Fundamentalist challenge

My recent post about evangelicals vs. fundamentalist seemed to strike a chord (or a nerve). It was written from the biased perspective of an evangelical. I may have been too harsh on my fundamentalist brothers and sisters or possibly we may have different definitions for the word "fundamentalist."

My point being, just as there are evangelical myths, I am sure there are fundamentalist myths. If any reader out there defines themselves as a fundamentalist, I would love to hear from you about myths about fundamentalist or the differences you see between yourself and evangelicals.
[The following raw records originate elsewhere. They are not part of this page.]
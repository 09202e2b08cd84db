//! Document resolution

use crate::dataset::QuestionRecord;
use std::path::PathBuf;

/// Resolves one source document to its text; `None` means the document is
/// absent, which is not an error.
pub trait DocumentSource: Send + Sync {
    fn load(&self, category: &str, set_id: &str, filename: &str) -> Option<String>;
}

/// Documents stored as `<root>/<category>/<set id>/<filename>`
#[derive(Debug, Clone)]
pub struct FsDocumentSource {
    root: PathBuf,
}

impl FsDocumentSource {
    pub fn new(root: impl Into<PathBuf>) -> Self {
        Self { root: root.into() }
    }
}

impl DocumentSource for FsDocumentSource {
    fn load(&self, category: &str, set_id: &str, filename: &str) -> Option<String> {
        let path = self.root.join(category).join(set_id).join(filename);
        match std::fs::read(&path) {
            Ok(bytes) => Some(String::from_utf8_lossy(&bytes).into_owned()),
            Err(e) => {
                tracing::debug!(path = %path.display(), error = %e, "document not available");
                None
            }
        }
    }
}

/// Resolve every source document of a question, omitting absent ones
pub fn load_document_set(source: &dyn DocumentSource, question: &QuestionRecord) -> Vec<String> {
    question
        .source_filenames
        .iter()
        .filter_map(|filename| {
            source.load(
                &question.document_category,
                &question.document_set_id,
                filename,
            )
        })
        .collect()
}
If I receive enough input, I will work the best thoughts into a post to let all of us evangelicals know what it really means to be a fundamentalist.

1 comments:

Anonymous said...

I am quite sure that different people mean different things when they use the word "fundamentalist". These days it's mostly used as a pejorative term, as in "Islamist fundamentalist" or, "red-necked, ignoramus, creationist, certainty-loving fundamentalist" or, "self-centred, traditionalist fundamentalist".

Originally, however, "fundamentalist" was a term applied to a specific group of committed Christians who were trying to uphold the fundamental principles of Christianity. That might give people a clue as to why the meaning of the word has changed until it has become an insult. If not see John 15:18, "If the world hates you, know that it has hated me before it hated you." (RSV)

I grew up within the evangelical Sydney diocese of the Anglican Church in Australia which is seriously on the nose with the rest of the Anglican church here, particularly since they're so rich and the only diocese that appears to be growing. That is only to say that I know what evangelicalism is. I do consider myself to be an evangelical but I also consider myself to be a fundamentalist evangelical and I make that distinction because I know from long experience that a lot of evangelicals are not fundamentalists in the original sense of the word.

These evangelicals do not trust God. They do not uphold the word of God as inerrant and reliable except in some nuanced "spiritual/metaphorical" sense. No wonder so many of them have an existentialist understanding of the meaning of "faith" as something that you have to screw up from within yourself, as an act of will, despite the evidence, rather than something whose object is God, because of the evidence.

All of which is to say that it's past time to coin another term to describe those who uphold the fundamentals of Christianity so that when we have a conversation on the matter it will not be made worthless by semantic confusion. Soon enough we might have to find another word for "evangelical" given that its meaning seems to have become so clouded that you feel it's necessary to write a series on myths about evangelicals.